■ **WORK REQUIRED**: Only lines with the string "await" should be returned from the data below.

--

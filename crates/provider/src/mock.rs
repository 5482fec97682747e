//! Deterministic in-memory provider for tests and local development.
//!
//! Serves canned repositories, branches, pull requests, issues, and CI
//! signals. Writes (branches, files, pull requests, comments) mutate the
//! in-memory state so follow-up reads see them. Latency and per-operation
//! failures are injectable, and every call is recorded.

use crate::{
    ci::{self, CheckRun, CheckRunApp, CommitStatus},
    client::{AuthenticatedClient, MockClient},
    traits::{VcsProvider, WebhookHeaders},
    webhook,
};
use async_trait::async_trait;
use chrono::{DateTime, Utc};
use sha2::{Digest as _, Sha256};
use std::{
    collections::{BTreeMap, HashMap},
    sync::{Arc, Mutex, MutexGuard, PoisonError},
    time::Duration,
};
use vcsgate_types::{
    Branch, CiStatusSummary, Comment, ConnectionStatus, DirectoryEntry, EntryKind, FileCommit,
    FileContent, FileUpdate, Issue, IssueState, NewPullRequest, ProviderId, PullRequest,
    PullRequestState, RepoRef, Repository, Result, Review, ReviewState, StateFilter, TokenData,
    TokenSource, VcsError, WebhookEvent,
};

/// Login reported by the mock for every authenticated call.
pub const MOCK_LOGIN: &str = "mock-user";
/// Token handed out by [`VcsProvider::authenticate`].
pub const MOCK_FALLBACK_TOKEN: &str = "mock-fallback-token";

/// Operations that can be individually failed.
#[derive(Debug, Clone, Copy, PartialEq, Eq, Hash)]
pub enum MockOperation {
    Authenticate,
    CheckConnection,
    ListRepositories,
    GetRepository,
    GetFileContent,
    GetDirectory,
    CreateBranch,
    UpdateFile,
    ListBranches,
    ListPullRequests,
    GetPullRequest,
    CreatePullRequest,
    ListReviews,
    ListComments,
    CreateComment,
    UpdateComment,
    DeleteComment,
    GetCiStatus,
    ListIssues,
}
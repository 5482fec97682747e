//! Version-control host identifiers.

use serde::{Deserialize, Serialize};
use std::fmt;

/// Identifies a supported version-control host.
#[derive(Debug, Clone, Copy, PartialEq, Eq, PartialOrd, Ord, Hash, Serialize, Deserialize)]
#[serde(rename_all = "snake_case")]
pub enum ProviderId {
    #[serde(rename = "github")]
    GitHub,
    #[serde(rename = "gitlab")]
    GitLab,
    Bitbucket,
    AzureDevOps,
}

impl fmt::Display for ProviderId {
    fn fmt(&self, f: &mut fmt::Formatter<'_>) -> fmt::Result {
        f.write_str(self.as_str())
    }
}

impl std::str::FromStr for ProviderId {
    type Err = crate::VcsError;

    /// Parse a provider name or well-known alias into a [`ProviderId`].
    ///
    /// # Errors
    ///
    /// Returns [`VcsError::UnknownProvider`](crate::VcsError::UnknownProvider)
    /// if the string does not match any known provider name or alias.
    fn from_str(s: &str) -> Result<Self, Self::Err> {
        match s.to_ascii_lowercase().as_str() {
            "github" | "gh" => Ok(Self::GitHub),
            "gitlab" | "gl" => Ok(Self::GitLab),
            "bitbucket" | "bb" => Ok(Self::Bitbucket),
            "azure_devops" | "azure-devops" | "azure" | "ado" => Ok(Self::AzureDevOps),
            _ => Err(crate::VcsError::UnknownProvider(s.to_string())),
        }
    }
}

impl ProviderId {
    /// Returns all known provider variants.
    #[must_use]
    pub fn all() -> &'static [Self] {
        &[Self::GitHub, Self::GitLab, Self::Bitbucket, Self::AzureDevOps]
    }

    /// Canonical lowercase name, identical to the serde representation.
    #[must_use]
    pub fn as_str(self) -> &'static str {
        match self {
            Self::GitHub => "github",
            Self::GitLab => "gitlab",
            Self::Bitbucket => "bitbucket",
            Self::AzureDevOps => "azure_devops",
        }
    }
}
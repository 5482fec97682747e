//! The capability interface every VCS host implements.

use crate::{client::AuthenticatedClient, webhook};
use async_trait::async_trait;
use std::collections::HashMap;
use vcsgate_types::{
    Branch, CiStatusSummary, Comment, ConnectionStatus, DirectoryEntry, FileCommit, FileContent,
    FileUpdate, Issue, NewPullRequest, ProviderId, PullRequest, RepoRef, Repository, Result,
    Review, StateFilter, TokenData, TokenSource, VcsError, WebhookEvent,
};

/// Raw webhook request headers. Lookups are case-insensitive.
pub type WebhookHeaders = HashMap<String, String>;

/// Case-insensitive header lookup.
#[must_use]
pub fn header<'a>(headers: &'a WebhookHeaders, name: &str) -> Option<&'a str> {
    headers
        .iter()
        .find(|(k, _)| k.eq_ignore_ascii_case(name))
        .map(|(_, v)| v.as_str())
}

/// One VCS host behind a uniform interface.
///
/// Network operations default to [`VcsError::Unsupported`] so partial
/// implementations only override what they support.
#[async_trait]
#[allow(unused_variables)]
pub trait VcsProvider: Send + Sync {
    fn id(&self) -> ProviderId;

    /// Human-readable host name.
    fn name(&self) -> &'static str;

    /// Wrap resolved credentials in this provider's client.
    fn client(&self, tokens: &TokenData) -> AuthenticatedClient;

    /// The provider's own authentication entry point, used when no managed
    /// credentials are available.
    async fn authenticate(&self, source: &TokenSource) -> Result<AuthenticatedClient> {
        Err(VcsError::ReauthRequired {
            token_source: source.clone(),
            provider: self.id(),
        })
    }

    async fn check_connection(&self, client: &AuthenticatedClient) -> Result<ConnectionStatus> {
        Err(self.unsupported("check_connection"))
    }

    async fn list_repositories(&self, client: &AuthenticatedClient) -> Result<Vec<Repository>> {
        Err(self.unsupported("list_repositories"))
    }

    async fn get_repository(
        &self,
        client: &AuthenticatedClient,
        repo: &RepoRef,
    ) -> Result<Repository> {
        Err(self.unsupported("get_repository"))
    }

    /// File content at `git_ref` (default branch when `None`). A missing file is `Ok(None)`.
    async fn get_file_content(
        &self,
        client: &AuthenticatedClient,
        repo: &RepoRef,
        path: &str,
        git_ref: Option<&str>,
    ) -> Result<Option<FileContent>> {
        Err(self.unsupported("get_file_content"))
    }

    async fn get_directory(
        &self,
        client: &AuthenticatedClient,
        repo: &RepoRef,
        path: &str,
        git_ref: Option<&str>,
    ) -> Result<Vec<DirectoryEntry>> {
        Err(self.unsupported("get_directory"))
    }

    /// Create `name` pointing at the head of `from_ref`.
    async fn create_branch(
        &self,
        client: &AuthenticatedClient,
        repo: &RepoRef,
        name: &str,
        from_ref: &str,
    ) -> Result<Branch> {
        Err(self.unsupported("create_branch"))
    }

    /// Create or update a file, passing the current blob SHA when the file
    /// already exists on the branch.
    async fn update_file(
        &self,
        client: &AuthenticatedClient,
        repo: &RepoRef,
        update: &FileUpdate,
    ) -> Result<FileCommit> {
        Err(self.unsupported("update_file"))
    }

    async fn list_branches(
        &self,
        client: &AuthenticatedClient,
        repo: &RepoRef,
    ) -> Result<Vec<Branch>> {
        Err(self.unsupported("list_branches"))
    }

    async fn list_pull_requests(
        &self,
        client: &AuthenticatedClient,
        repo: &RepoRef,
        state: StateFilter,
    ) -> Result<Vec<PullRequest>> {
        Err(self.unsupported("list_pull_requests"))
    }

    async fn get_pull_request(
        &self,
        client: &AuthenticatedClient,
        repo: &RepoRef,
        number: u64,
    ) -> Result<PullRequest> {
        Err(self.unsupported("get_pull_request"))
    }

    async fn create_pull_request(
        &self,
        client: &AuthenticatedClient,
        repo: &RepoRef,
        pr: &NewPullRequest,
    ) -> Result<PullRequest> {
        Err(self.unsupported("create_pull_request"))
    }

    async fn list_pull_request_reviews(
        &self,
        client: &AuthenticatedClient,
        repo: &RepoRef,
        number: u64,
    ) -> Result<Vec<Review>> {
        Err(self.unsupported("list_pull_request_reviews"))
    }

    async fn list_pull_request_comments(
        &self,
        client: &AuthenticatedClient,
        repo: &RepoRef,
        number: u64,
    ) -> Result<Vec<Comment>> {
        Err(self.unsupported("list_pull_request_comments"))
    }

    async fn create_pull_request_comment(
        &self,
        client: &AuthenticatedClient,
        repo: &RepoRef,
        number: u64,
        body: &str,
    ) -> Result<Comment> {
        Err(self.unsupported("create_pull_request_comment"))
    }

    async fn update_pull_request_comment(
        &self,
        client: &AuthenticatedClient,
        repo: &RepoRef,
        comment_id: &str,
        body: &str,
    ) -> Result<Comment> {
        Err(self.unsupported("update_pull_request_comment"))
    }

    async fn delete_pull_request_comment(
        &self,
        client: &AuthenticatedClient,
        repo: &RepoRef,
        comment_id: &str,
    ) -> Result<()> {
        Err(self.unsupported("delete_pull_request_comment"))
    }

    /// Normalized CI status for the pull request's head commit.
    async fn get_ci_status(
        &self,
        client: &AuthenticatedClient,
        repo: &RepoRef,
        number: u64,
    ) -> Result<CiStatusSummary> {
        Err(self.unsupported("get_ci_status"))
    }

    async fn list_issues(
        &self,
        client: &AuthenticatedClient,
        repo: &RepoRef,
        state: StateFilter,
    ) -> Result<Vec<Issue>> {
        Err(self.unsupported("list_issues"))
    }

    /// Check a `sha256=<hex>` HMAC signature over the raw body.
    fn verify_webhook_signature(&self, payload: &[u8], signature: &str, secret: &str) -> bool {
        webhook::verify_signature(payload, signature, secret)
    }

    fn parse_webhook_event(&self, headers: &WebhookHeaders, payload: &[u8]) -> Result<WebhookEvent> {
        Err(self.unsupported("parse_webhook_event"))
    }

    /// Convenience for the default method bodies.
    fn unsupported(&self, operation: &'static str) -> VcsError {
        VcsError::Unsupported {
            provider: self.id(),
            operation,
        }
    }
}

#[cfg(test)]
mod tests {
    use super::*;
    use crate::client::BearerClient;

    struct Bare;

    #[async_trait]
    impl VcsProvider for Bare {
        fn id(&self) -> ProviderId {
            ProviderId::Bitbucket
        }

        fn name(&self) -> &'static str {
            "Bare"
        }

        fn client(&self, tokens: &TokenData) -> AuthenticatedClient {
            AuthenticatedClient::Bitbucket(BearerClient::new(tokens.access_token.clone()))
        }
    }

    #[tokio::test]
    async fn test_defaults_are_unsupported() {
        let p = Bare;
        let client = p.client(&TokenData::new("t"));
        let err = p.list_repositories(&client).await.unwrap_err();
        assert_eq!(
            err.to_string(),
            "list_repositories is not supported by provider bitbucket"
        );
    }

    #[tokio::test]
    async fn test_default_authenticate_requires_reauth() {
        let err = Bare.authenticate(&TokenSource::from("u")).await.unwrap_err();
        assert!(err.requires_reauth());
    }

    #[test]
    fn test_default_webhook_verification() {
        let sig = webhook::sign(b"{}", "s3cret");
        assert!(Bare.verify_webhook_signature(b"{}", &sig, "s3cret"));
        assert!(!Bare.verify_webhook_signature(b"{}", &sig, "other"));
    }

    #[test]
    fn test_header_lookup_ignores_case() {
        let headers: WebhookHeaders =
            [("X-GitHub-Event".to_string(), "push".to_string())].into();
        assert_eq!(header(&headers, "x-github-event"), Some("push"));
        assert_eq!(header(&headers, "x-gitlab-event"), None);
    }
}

--

■ **WRITTEN REPLY**:
        let err = p.list_repositories(&client).await.unwrap_err();
        let err = Bare.authenticate(&TokenSource::from("u")).await.unwrap_err();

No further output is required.